ABOUT THIS EXERCISE
Copy each line from the records below in which the word "crate" is found.

-- THE RECORDS follows --

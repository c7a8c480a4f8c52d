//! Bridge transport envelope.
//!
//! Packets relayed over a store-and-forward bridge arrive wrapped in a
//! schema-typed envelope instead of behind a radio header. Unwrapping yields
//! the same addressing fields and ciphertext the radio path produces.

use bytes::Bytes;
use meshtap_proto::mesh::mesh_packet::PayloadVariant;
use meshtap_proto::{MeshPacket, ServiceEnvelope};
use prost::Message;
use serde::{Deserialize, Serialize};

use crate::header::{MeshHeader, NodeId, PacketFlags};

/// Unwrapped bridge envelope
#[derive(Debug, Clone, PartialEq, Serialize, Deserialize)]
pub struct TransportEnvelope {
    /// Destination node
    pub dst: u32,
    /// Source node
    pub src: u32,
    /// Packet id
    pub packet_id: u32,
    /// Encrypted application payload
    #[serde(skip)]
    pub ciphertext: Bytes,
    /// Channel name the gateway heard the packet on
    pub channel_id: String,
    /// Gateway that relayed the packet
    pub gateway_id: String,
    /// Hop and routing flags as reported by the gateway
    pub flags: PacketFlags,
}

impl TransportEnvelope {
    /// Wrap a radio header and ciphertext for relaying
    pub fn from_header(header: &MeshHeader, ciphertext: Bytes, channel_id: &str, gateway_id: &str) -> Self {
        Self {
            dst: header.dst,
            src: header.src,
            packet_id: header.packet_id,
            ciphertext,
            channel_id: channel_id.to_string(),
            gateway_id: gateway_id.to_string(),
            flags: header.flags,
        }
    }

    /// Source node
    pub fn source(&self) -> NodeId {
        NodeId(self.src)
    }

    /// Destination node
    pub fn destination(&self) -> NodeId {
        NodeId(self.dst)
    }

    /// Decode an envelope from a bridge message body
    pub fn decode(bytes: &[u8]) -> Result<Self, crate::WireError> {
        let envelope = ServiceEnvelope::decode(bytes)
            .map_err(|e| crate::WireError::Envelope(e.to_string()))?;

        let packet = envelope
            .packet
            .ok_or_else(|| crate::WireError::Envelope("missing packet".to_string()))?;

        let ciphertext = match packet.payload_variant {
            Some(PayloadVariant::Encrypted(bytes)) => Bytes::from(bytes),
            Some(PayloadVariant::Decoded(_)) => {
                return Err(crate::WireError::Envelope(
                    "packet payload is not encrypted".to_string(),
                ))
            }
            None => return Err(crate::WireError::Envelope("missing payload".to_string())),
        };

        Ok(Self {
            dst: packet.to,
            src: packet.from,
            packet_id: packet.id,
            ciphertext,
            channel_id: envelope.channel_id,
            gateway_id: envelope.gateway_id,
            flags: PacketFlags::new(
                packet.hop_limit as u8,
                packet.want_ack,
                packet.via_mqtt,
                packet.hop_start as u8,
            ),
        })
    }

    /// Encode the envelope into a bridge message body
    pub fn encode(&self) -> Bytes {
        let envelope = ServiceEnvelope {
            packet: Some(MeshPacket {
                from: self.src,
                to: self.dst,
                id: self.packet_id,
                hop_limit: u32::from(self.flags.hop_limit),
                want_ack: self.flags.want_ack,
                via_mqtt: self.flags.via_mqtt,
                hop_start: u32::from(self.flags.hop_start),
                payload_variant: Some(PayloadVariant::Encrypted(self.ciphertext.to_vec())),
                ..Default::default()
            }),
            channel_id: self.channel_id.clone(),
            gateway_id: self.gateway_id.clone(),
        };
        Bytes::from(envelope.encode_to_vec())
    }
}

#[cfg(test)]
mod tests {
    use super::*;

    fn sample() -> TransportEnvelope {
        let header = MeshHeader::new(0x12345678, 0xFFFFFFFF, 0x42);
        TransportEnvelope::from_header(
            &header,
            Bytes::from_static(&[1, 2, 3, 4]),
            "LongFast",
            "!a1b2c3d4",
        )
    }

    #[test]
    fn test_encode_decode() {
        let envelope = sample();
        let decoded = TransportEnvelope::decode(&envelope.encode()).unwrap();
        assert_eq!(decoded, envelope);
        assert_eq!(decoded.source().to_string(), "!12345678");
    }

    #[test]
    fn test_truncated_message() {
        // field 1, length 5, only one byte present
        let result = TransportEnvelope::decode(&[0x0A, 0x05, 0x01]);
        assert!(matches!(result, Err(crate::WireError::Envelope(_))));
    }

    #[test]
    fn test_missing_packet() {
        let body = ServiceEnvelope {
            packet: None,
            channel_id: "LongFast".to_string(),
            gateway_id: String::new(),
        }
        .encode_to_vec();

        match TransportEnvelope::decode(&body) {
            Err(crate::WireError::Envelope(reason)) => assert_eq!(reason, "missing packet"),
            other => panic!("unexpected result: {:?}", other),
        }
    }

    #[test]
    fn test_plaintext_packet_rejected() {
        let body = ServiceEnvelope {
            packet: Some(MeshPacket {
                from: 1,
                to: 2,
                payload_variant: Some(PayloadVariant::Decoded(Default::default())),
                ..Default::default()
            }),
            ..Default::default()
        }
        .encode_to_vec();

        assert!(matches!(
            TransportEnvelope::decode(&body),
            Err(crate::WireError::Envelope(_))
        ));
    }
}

-- THE RECORDS concluded --
-- THE RECORDS follows --

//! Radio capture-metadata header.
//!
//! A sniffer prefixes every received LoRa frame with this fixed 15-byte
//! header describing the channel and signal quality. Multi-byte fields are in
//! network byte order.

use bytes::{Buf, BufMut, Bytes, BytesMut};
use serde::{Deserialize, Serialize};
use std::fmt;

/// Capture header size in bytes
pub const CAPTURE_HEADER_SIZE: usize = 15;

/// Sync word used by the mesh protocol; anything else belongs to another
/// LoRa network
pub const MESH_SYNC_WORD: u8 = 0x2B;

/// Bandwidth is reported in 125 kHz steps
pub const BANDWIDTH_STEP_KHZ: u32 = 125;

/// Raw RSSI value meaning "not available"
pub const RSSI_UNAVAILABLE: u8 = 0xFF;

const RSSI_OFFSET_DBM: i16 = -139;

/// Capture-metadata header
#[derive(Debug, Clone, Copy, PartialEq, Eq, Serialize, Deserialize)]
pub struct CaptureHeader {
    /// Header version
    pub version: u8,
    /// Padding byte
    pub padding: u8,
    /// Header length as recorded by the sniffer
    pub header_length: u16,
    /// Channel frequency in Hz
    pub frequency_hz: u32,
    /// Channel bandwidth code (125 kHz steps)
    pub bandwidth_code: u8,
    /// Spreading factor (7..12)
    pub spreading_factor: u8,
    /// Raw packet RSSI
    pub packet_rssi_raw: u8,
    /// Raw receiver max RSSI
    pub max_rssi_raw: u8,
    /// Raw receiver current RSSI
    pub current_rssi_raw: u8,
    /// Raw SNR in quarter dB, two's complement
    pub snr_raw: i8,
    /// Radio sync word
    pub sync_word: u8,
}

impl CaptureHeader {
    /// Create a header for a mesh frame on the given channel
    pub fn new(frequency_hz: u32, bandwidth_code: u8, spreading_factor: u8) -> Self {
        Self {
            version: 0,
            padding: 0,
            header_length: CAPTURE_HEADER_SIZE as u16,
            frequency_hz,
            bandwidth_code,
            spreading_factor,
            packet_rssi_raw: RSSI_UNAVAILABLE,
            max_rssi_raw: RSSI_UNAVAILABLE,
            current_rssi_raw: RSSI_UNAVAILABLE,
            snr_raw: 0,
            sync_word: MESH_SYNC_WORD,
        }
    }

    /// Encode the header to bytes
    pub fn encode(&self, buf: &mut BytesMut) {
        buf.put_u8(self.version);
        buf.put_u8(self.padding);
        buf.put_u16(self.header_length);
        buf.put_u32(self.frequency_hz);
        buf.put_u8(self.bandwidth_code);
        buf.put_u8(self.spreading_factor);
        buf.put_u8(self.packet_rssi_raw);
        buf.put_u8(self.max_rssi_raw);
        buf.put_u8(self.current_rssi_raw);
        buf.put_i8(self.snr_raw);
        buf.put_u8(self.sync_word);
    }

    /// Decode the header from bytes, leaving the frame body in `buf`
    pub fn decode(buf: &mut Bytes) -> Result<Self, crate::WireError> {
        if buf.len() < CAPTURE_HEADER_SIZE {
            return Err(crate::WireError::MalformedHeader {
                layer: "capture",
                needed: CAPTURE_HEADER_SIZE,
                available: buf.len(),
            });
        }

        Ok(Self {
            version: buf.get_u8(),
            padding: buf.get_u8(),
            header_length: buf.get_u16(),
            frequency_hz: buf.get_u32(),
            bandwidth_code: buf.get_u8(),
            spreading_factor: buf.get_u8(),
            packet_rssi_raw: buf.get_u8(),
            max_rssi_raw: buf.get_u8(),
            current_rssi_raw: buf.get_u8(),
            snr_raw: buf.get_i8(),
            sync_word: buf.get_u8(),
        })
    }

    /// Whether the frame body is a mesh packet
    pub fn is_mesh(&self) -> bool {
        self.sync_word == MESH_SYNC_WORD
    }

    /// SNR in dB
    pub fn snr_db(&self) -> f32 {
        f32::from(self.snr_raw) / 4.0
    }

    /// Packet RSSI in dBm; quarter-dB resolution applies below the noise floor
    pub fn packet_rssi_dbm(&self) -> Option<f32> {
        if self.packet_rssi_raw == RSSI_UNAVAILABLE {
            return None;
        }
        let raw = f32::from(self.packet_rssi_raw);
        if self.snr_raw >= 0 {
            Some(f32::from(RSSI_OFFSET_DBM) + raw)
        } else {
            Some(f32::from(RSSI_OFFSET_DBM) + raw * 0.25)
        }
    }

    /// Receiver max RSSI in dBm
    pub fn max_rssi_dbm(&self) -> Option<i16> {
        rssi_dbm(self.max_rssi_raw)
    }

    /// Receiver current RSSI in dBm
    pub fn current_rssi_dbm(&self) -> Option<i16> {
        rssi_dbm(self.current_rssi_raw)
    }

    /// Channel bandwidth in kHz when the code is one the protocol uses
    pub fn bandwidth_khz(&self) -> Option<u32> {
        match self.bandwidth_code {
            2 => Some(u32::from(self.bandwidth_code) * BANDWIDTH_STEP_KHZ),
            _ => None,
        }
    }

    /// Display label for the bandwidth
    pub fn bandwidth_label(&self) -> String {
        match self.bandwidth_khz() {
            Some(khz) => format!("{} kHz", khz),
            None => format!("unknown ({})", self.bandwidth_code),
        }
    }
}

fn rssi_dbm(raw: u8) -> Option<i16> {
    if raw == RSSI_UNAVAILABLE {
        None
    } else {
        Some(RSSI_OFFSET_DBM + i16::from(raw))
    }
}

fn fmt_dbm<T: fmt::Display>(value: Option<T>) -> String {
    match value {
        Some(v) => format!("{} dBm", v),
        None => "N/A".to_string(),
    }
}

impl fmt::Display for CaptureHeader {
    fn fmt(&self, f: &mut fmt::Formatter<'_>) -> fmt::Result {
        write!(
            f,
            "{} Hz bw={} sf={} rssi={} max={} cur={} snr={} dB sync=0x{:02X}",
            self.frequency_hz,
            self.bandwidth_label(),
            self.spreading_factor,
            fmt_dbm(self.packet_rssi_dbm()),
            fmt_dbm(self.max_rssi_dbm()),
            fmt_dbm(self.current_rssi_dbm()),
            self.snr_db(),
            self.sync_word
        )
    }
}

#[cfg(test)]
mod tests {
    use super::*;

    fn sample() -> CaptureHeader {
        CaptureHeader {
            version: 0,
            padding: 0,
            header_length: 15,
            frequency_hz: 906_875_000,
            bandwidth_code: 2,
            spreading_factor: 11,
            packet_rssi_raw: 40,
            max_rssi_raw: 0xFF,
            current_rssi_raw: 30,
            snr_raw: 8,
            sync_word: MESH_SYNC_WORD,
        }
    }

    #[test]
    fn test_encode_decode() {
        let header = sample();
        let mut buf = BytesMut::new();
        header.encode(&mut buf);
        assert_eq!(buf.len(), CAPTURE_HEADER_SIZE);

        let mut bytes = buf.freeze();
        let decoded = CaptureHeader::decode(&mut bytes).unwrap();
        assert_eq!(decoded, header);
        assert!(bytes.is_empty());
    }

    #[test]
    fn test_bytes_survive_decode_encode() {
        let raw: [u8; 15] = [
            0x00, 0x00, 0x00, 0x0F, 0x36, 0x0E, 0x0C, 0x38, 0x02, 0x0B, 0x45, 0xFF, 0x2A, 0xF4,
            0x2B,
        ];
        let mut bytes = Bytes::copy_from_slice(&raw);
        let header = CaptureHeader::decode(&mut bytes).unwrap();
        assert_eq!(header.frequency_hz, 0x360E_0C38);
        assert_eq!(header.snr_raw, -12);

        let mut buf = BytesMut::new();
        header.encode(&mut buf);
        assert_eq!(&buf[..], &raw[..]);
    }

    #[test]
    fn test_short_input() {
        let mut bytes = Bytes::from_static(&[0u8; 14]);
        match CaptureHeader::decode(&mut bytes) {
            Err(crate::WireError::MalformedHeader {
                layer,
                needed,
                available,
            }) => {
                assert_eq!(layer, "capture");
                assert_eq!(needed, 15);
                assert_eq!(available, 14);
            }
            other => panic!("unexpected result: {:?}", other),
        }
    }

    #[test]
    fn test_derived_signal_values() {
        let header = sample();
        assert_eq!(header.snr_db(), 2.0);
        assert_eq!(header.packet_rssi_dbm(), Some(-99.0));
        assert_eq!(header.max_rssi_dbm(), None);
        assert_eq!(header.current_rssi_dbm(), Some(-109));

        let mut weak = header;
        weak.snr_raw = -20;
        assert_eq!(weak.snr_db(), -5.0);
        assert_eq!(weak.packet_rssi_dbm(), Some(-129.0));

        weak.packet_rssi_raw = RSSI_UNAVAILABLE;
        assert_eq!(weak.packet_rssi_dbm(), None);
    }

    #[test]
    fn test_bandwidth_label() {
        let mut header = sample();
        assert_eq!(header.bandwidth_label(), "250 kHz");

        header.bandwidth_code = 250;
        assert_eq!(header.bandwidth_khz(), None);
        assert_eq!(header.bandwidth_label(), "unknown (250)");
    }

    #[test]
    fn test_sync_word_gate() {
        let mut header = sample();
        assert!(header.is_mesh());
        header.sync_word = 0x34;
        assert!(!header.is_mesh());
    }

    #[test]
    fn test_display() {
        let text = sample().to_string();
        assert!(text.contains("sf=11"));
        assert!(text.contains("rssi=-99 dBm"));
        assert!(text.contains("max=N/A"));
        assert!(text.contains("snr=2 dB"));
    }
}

-- THE RECORDS concluded --

SOLUTION
use crate::header::{MeshHeader, NodeId, PacketFlags};
    pub fn decode(bytes: &[u8]) -> Result<Self, crate::WireError> {
            .map_err(|e| crate::WireError::Envelope(e.to_string()))?;
            .ok_or_else(|| crate::WireError::Envelope("missing packet".to_string()))?;
                return Err(crate::WireError::Envelope(
            None => return Err(crate::WireError::Envelope("missing payload".to_string())),
        assert!(matches!(result, Err(crate::WireError::Envelope(_))));
            Err(crate::WireError::Envelope(reason)) => assert_eq!(reason, "missing packet"),
            Err(crate::WireError::Envelope(_))
    pub fn decode(buf: &mut Bytes) -> Result<Self, crate::WireError> {
            return Err(crate::WireError::MalformedHeader {
            Err(crate::WireError::MalformedHeader {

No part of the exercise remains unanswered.